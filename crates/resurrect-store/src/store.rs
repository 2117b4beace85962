use std::collections::HashMap;
use std::path::Path;
use std::sync::Mutex;
use std::time::{SystemTime, UNIX_EPOCH};

use rusqlite::Connection;
use serde_json::Value;
use tracing::{debug, instrument};

use crate::db::init_db;
use crate::error::{Result, StoreError};

/// Durable key-value storage scoped to one managed application instance.
///
/// Values are JSON documents. Read-modify-write is confined to a single hook
/// invocation, so implementations only need to be internally consistent,
/// not transactional across calls.
pub trait StateStore: Send + Sync {
    /// Return the value under `key`, or `None` if it was never written.
    fn get(&self, key: &str) -> Result<Option<Value>>;

    /// Insert or replace the value under `key`.
    fn set(&self, key: &str, value: &Value) -> Result<()>;

    /// Drop `key`. Silent no-op if it does not exist.
    fn remove(&self, key: &str) -> Result<()>;
}

/// SQLite-backed store. One row per key in the `state` table.
pub struct SqliteStore {
    db: Mutex<Connection>,
}

impl SqliteStore {
    /// Wrap an open connection, creating the schema if needed.
    pub fn new(conn: Connection) -> Result<Self> {
        init_db(&conn)?;
        Ok(Self {
            db: Mutex::new(conn),
        })
    }

    /// Open (or create) the database file at `path`.
    pub fn open(path: impl AsRef<Path>) -> Result<Self> {
        let conn = Connection::open(path.as_ref())?;
        conn.execute_batch("PRAGMA journal_mode=WAL;")?;
        debug!(path = %path.as_ref().display(), "state store opened");
        Self::new(conn)
    }

    pub fn open_in_memory() -> Result<Self> {
        Self::new(Connection::open_in_memory()?)
    }

    fn conn(&self) -> std::sync::MutexGuard<'_, Connection> {
        // A poisoned lock only means another thread panicked mid-call; the
        // connection itself is still usable.
        self.db.lock().unwrap_or_else(|e| e.into_inner())
    }
}

impl StateStore for SqliteStore {
    #[instrument(skip(self))]
    fn get(&self, key: &str) -> Result<Option<Value>> {
        let db = self.conn();
        match db.query_row(
            "SELECT value FROM state WHERE key = ?1",
            rusqlite::params![key],
            |row| row.get::<_, String>(0),
        ) {
            Ok(raw) => Ok(Some(serde_json::from_str(&raw)?)),
            Err(rusqlite::Error::QueryReturnedNoRows) => Ok(None),
            Err(e) => Err(StoreError::Database(e)),
        }
    }

    #[instrument(skip(self, value))]
    fn set(&self, key: &str, value: &Value) -> Result<()> {
        let raw = serde_json::to_string(value)?;
        let now = unix_now();
        self.conn().execute(
            "INSERT INTO state (key, value, updated_at) VALUES (?1, ?2, ?3)
             ON CONFLICT(key) DO UPDATE SET value = excluded.value,
                                            updated_at = excluded.updated_at",
            rusqlite::params![key, raw, now],
        )?;
        Ok(())
    }

    #[instrument(skip(self))]
    fn remove(&self, key: &str) -> Result<()> {
        self.conn()
            .execute("DELETE FROM state WHERE key = ?1", rusqlite::params![key])?;
        Ok(())
    }
}

/// Process-local store. Nothing survives the process; useful for tests and
/// for owners that persist state some other way.
#[derive(Default)]
pub struct MemoryStore {
    slots: Mutex<HashMap<String, Value>>,
}

impl MemoryStore {
    pub fn new() -> Self {
        Self::default()
    }

    fn slots(&self) -> std::sync::MutexGuard<'_, HashMap<String, Value>> {
        self.slots.lock().unwrap_or_else(|e| e.into_inner())
    }
}

impl StateStore for MemoryStore {
    fn get(&self, key: &str) -> Result<Option<Value>> {
        Ok(self.slots().get(key).cloned())
    }

    fn set(&self, key: &str, value: &Value) -> Result<()> {
        self.slots().insert(key.to_string(), value.clone());
        Ok(())
    }

    fn remove(&self, key: &str) -> Result<()> {
        self.slots().remove(key);
        Ok(())
    }
}

fn unix_now() -> i64 {
    SystemTime::now()
        .duration_since(UNIX_EPOCH)
        // Fallback to 0 only if the system clock is broken.
        .unwrap_or_default()
        .as_secs() as i64
}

- - - -

## BRIEF
Respond with only the number of lines above that include the string "MutexGuard".

## EXERCISE RESULT
2